I knew I must never again disguise myself as the Sister of Charity.
I wondered whether it would still be safe to disguise myself as Ivy Meshle. Perhaps not. Holmes and Watson would surely discuss the night’s events, and Watson might confess his visit to “Dr. Ragostin” now.
I wondered whether I would ever see Lady Cecily again.
Probably not.
The only way for me to be safe and free was to be – be what my name decreed me. Enola. Alone.
As I placed fresh fuel on the hearth-fire of 221 Baker Street, I felt all the pain of that thought, but also some solace: whether he knew it or not, and whether he liked it or not, my brother Sherlock was giving me such shelter as family might offer. He was giving me refuge.

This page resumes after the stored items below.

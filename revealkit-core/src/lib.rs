//! Revealkit is a headless orchestration layer for scroll- and pointer-driven reveal animations.
//!
//! A host feeds scroll, resize, pointer and hover events plus a monotonic clock into a [`Page`];
//! the page resolves which elements crossed their trigger windows, drives property transitions
//! on an in-memory node arena and keeps a floating preview panel glued to the pointer.
//!
//! # Model overview
//!
//! 1. **Stage**: a generational arena of nodes, each with a document-space layout box and a
//!    live [`Style`].
//! 2. **Transitions**: [`TransitionPlayer`] owns one track per node and property group; the last
//!    writer wins.
//! 3. **Triggers**: [`VisibilityTriggerRegistry`] maps scroll position to per-element
//!    [`TriggerEvent`]s and scrub progress, and dispatches them to [`TriggerHandler`]s.
//! 4. **Sections**: [`ListAnimationBinder`] binds a row collection to triggers and listeners as
//!    one [`BindingSession`]; [`PreviewRevealController`] and [`MarqueeTimeline`] add the
//!    hover preview and the pinned marquee.
//!
//! The key design constraints:
//!
//! - **No unsafe**: `unsafe` is forbidden in this crate.
//! - **Single-threaded and deterministic**: the same event sequence and clock always produce the
//!   same styles.
//! - **Nothing leaks**: every animation, trigger and listener acquired for a section is released
//!   by disposing its session.
#![forbid(unsafe_code)]
#![deny(missing_docs)]
#![allow(missing_docs_in_private_items)]

mod animation;
mod binder;
mod config;
mod foundation;
mod input;
mod marquee;
mod preview;
mod runtime;
mod scene;
mod sections;
mod trigger;

pub use animation::ease::Ease;
pub use animation::player::{Direction, TransitionHandle, TransitionPlayer, TransitionSpec};
pub use animation::props::{Lerp, PropertyGroup, PropertySet};
pub use binder::list::{
    EntranceSpec, ListAnimationBinder, RowAnimation, SectionAnimations, SectionLayout,
};
pub use binder::session::{BindingSession, Disposable, Teardown};
pub use config::{RevealConfig, ViewportConfig};
pub use foundation::core::{Point, Rect, RowKey, SectionId, SessionId, Size, Vec2, ViewportMetrics};
pub use foundation::error::{RevealError, RevealResult};
pub use foundation::rng::Rng64;
pub use input::coalesce::{FrameInbox, FrameInput, InputEvent};
pub use input::listeners::{ListenerId, ListenerKind, ListenerSet};
pub use input::pointer::{HorizontalDirection, PointerMotion, PointerSample, PointerTracker};
pub use marquee::timeline::{MarqueeConfig, MarqueeHandler, MarqueeTimeline, RowDrift};
pub use preview::controller::{
    PreviewConfig, PreviewRevealController, PreviewState, clamp_panel_position,
};
pub use preview::images::{
    ImagePrefetcher, ImageTransform, NoopPrefetcher, PreviewImages, RecordingPrefetcher,
    resolve_image_url,
};
pub use runtime::page::{FrameReport, Page, PageSnapshot, SectionSnapshot, SectionSpec};
pub use runtime::scenario::{Replay, Scenario, ScriptAction, ScriptStep};
pub use scene::rows::RowData;
pub use scene::stage::{Node, NodeId, Stage, Style};
pub use sections::layout::{SectionRects, StackLayout};
pub use sections::links::{LinkOpener, LinkTarget, RecordingOpener};
pub use sections::presets::SectionKind;
pub use trigger::actions::{ToggleAction, ToggleActions, TriggerEvent, TriggerMode};
pub use trigger::handlers::{EntranceHandler, ScrubHandler};
pub use trigger::registry::{
    ElementState, TrackedElement, TriggerCx, TriggerHandle, TriggerHandler, TriggerReport,
    VisibilityTriggerRegistry,
};
pub use trigger::window::{Anchor, ScrollRange, TriggerPosition, TriggerWindow, Zone};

STILL IN THE CHILL OF WINTER, FEBRUARY, 1889
AT DAWN, THE GREAT DETECTIVE CLIMBS the stairs to his rooms, his step uncharacteristically leaden due to the fatigue and frustration of hours spent searching for a black butterfly that had paused for a few moments almost within his grasp before disappearing into the night, gone like a spirit – but his sister is no spirit, confound everything; she is a mere skinny broomstick of a girl, unequipped with wings, and could not possibly have actually flown away from the stony face of London; wherever could she have got to? Why could he not find her?